California's public pension fund said American International Group, AT&T, Delphi, Novell and Weyerhaeuser need to improve their financial performance and corporate governance practices.

Dow Jones shareholders approved a measure that would allow members of the Bancroft family to maintain voting control of the company even if they sell part of their holdings. Shareholder advocates had objected, saying it would unfairly allow the family to reduce its economic stake in the publisher of the Wall Street Journal without giving up voting control.

Ford Motor was handed the second-largest verdict against an automaker when it was ordered by an Illinois jury to pay $43.2 million to the wife and estate of a man who burned to death after his Lincoln Town Car caught fire in a rear-end collision.

Col. Harland Sanders, who founded Kentucky Fried Chicken and appeared in ads until 1980, the year of his death, is being brought back in a slimmer, more youthful image. Yum Brands, which operates the KFC fast-food chain, plans to open 50 stores using the full Kentucky Fried Chicken name with several new entrees and the new colonel.

Accenture, the world's second-largest consultant, agreed to buy Cap Gemini's North American health practice unit for $175 million in cash to boost services to hospitals and health systems. The deal is expected to close in 60 to 90 days.


The European Union submitted a revised offer on trade in the services sector to its global trading partners that adds concessions to World Trade Organization countries, giving them greater access to the E.U.'s services market. E.U. Trade Commissioner Peter Mandelson said the offer also includes new safeguards against opening new trade in education, health care or other public services.

Brazil's president, Luiz Inacio Lula da Silva, said clinching a deal for the proposed Free Trade Area of the Americas is "off the agenda" for his country. Silva made the comments just days before Secretary of State Condoleezza Rice was to visit Brazil.

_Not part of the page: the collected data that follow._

//! 狀態值模型
//!
//! 所有保存結果都由此樹狀結構組成：空值、純量、字串與有序序列。

use chrono::NaiveDate;
use rust_decimal::Decimal;
use serde::{Deserialize, Serialize};

use crate::{Result, StateError};

/// 狀態值（保存結果的節點）
#[derive(Debug, Clone, PartialEq, Eq, Default, Serialize, Deserialize)]
pub enum StateValue {
    /// 無狀態
    #[default]
    Null,
    /// 布林
    Bool(bool),
    /// 整數
    Int(i64),
    /// 十進位數
    Decimal(Decimal),
    /// 字串
    Text(String),
    /// 日期
    Date(NaiveDate),
    /// 有序序列
    Seq(Vec<StateValue>),
}

impl StateValue {
    /// 建立二元組（以長度 2 的序列表示）
    pub fn pair(first: impl Into<StateValue>, second: impl Into<StateValue>) -> Self {
        StateValue::Seq(vec![first.into(), second.into()])
    }

    /// 將 Option 轉為狀態值，None 對應 Null
    pub fn from_option(value: Option<StateValue>) -> Self {
        value.unwrap_or(StateValue::Null)
    }

    /// 檢查是否為空值
    pub fn is_null(&self) -> bool {
        matches!(self, StateValue::Null)
    }

    /// Null 轉為 None，其餘原樣保留
    pub fn into_option(self) -> Option<StateValue> {
        if self.is_null() {
            None
        } else {
            Some(self)
        }
    }

    pub fn as_bool(&self) -> Option<bool> {
        match self {
            StateValue::Bool(b) => Some(*b),
            _ => None,
        }
    }

    pub fn as_int(&self) -> Option<i64> {
        match self {
            StateValue::Int(i) => Some(*i),
            _ => None,
        }
    }

    pub fn as_decimal(&self) -> Option<Decimal> {
        match self {
            StateValue::Decimal(d) => Some(*d),
            StateValue::Int(i) => Some(Decimal::from(*i)),
            _ => None,
        }
    }

    pub fn as_str(&self) -> Option<&str> {
        match self {
            StateValue::Text(s) => Some(s.as_str()),
            _ => None,
        }
    }

    pub fn as_date(&self) -> Option<NaiveDate> {
        match self {
            StateValue::Date(d) => Some(*d),
            _ => None,
        }
    }

    pub fn as_seq(&self) -> Option<&[StateValue]> {
        match self {
            StateValue::Seq(items) => Some(items.as_slice()),
            _ => None,
        }
    }

    /// 節點種類名稱（用於錯誤訊息）
    pub fn kind(&self) -> &'static str {
        match self {
            StateValue::Null => "null",
            StateValue::Bool(_) => "bool",
            StateValue::Int(_) => "int",
            StateValue::Decimal(_) => "decimal",
            StateValue::Text(_) => "text",
            StateValue::Date(_) => "date",
            StateValue::Seq(_) => "seq",
        }
    }

    /// 要求為序列，否則回報損毀
    pub fn expect_seq(&self, context: &str) -> Result<&[StateValue]> {
        self.as_seq().ok_or_else(|| {
            StateError::corruption(format!("{}: 預期序列，實際為 {}", context, self.kind()))
        })
    }

    /// 要求為固定長度序列
    pub fn expect_arity(&self, arity: usize, context: &str) -> Result<&[StateValue]> {
        let items = self.expect_seq(context)?;
        if items.len() != arity {
            return Err(StateError::corruption(format!(
                "{}: 預期 {} 個元素，實際為 {}",
                context,
                arity,
                items.len()
            )));
        }
        Ok(items)
    }

    /// 要求為二元組
    pub fn expect_pair(&self, context: &str) -> Result<(&StateValue, &StateValue)> {
        let items = self.expect_arity(2, context)?;
        Ok((&items[0], &items[1]))
    }

    /// 要求為字串
    pub fn expect_str(&self, context: &str) -> Result<&str> {
        self.as_str().ok_or_else(|| {
            StateError::corruption(format!("{}: 預期字串，實際為 {}", context, self.kind()))
        })
    }

    /// 要求為非負整數索引
    pub fn expect_index(&self, context: &str) -> Result<usize> {
        self.as_int()
            .and_then(|i| usize::try_from(i).ok())
            .ok_or_else(|| {
                StateError::corruption(format!("{}: 預期非負整數，實際為 {}", context, self.kind()))
            })
    }
}

impl From<bool> for StateValue {
    fn from(value: bool) -> Self {
        StateValue::Bool(value)
    }
}

impl From<i64> for StateValue {
    fn from(value: i64) -> Self {
        StateValue::Int(value)
    }
}

impl From<i32> for StateValue {
    fn from(value: i32) -> Self {
        StateValue::Int(i64::from(value))
    }
}

impl From<u32> for StateValue {
    fn from(value: u32) -> Self {
        StateValue::Int(i64::from(value))
    }
}

impl From<usize> for StateValue {
    fn from(value: usize) -> Self {
        // 集合索引遠小於 i64 上限
        StateValue::Int(value as i64)
    }
}

impl From<Decimal> for StateValue {
    fn from(value: Decimal) -> Self {
        StateValue::Decimal(value)
    }
}

impl From<&str> for StateValue {
    fn from(value: &str) -> Self {
        StateValue::Text(value.to_string())
    }
}

impl From<String> for StateValue {
    fn from(value: String) -> Self {
        StateValue::Text(value)
    }
}

impl From<NaiveDate> for StateValue {
    fn from(value: NaiveDate) -> Self {
        StateValue::Date(value)
    }
}

impl From<Vec<StateValue>> for StateValue {
    fn from(value: Vec<StateValue>) -> Self {
        StateValue::Seq(value)
    }
}

impl<T: Into<StateValue>> From<Option<T>> for StateValue {
    fn from(value: Option<T>) -> Self {
        value.map(Into::into).unwrap_or(StateValue::Null)
    }
}

/// 從狀態值讀取具型別的屬性值
pub trait FromStateValue: Sized {
    fn from_state_value(value: &StateValue) -> Option<Self>;
}

impl FromStateValue for bool {
    fn from_state_value(value: &StateValue) -> Option<Self> {
        value.as_bool()
    }
}

impl FromStateValue for i64 {
    fn from_state_value(value: &StateValue) -> Option<Self> {
        value.as_int()
    }
}

impl FromStateValue for i32 {
    fn from_state_value(value: &StateValue) -> Option<Self> {
        value.as_int().and_then(|i| i32::try_from(i).ok())
    }
}

impl FromStateValue for u32 {
    fn from_state_value(value: &StateValue) -> Option<Self> {
        value.as_int().and_then(|i| u32::try_from(i).ok())
    }
}

impl FromStateValue for Decimal {
    fn from_state_value(value: &StateValue) -> Option<Self> {
        value.as_decimal()
    }
}

impl FromStateValue for String {
    fn from_state_value(value: &StateValue) -> Option<Self> {
        value.as_str().map(str::to_string)
    }
}

impl FromStateValue for NaiveDate {
    fn from_state_value(value: &StateValue) -> Option<Self> {
        value.as_date()
    }
}

#[cfg(test)]
mod tests {
    use super::*;

    #[test]
    fn test_pair_shape() {
        let pair = StateValue::pair("Width", "10px");

        let (key, value) = pair.expect_pair("test").unwrap();
        assert_eq!(key.as_str(), Some("Width"));
        assert_eq!(value.as_str(), Some("10px"));
    }

    #[test]
    fn test_expect_arity_mismatch() {
        let seq = StateValue::Seq(vec![StateValue::Int(1)]);

        let err = seq.expect_pair("pair").unwrap_err();
        assert!(matches!(err, StateError::StateCorruption(_)));
    }

    #[test]
    fn test_expect_index_rejects_negative() {
        assert_eq!(StateValue::Int(3).expect_index("tag").unwrap(), 3);
        assert!(StateValue::Int(-1).expect_index("tag").is_err());
        assert!(StateValue::from("3").expect_index("tag").is_err());
    }

    #[test]
    fn test_option_conversion() {
        let none: Option<String> = None;
        assert!(StateValue::from(none).is_null());
        assert_eq!(StateValue::from(Some(5i64)), StateValue::Int(5));
        assert_eq!(StateValue::Null.into_option(), None);
    }

    #[test]
    fn test_typed_read() {
        let date = NaiveDate::from_ymd_opt(2025, 11, 1).unwrap();

        assert_eq!(bool::from_state_value(&StateValue::Bool(true)), Some(true));
        assert_eq!(u32::from_state_value(&StateValue::Int(-4)), None);
        assert_eq!(Decimal::from_state_value(&StateValue::Int(7)), Some(Decimal::from(7)));
        assert_eq!(NaiveDate::from_state_value(&StateValue::Date(date)), Some(date));
        assert_eq!(String::from_state_value(&StateValue::Int(1)), None);
    }

    #[test]
    fn test_json_tree_roundtrip() {
        // 保存結果必須能由通用樹狀序列化器表示
        let tree = StateValue::Seq(vec![
            StateValue::pair("Width", "20px"),
            StateValue::pair("Visible", false),
            StateValue::pair("Rate", Decimal::new(125, 1)),
            StateValue::Null,
        ]);

        let json = serde_json::to_string(&tree).unwrap();
        let back: StateValue = serde_json::from_str(&json).unwrap();
        assert_eq!(back, tree);
    }
}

MCI paid chief executive Michael D. Capellas $25.2 million last year, an eightfold increase from 2003. His salary was $1.56 million, bonus was $5 million and other pay was $625,000, the Ashburn company said in a filing with the Securities and Exchange Commission. Capellas also received restricted stock awards of $18 million related to MCI's emergence from bankruptcy protection. MCI's board approved an increase in his target bonus for 2005 to 150 percent of his base salary from 100 percent.

Loral Space & Communications' lawsuit against Bethesda-based Lockheed Martin over a commercial satellite positioning system technology was revived by a federal appeals court. The court said U.S. District Judge Susan Y. Illston improperly invalidated a Loral patent and sent the case back for further proceedings.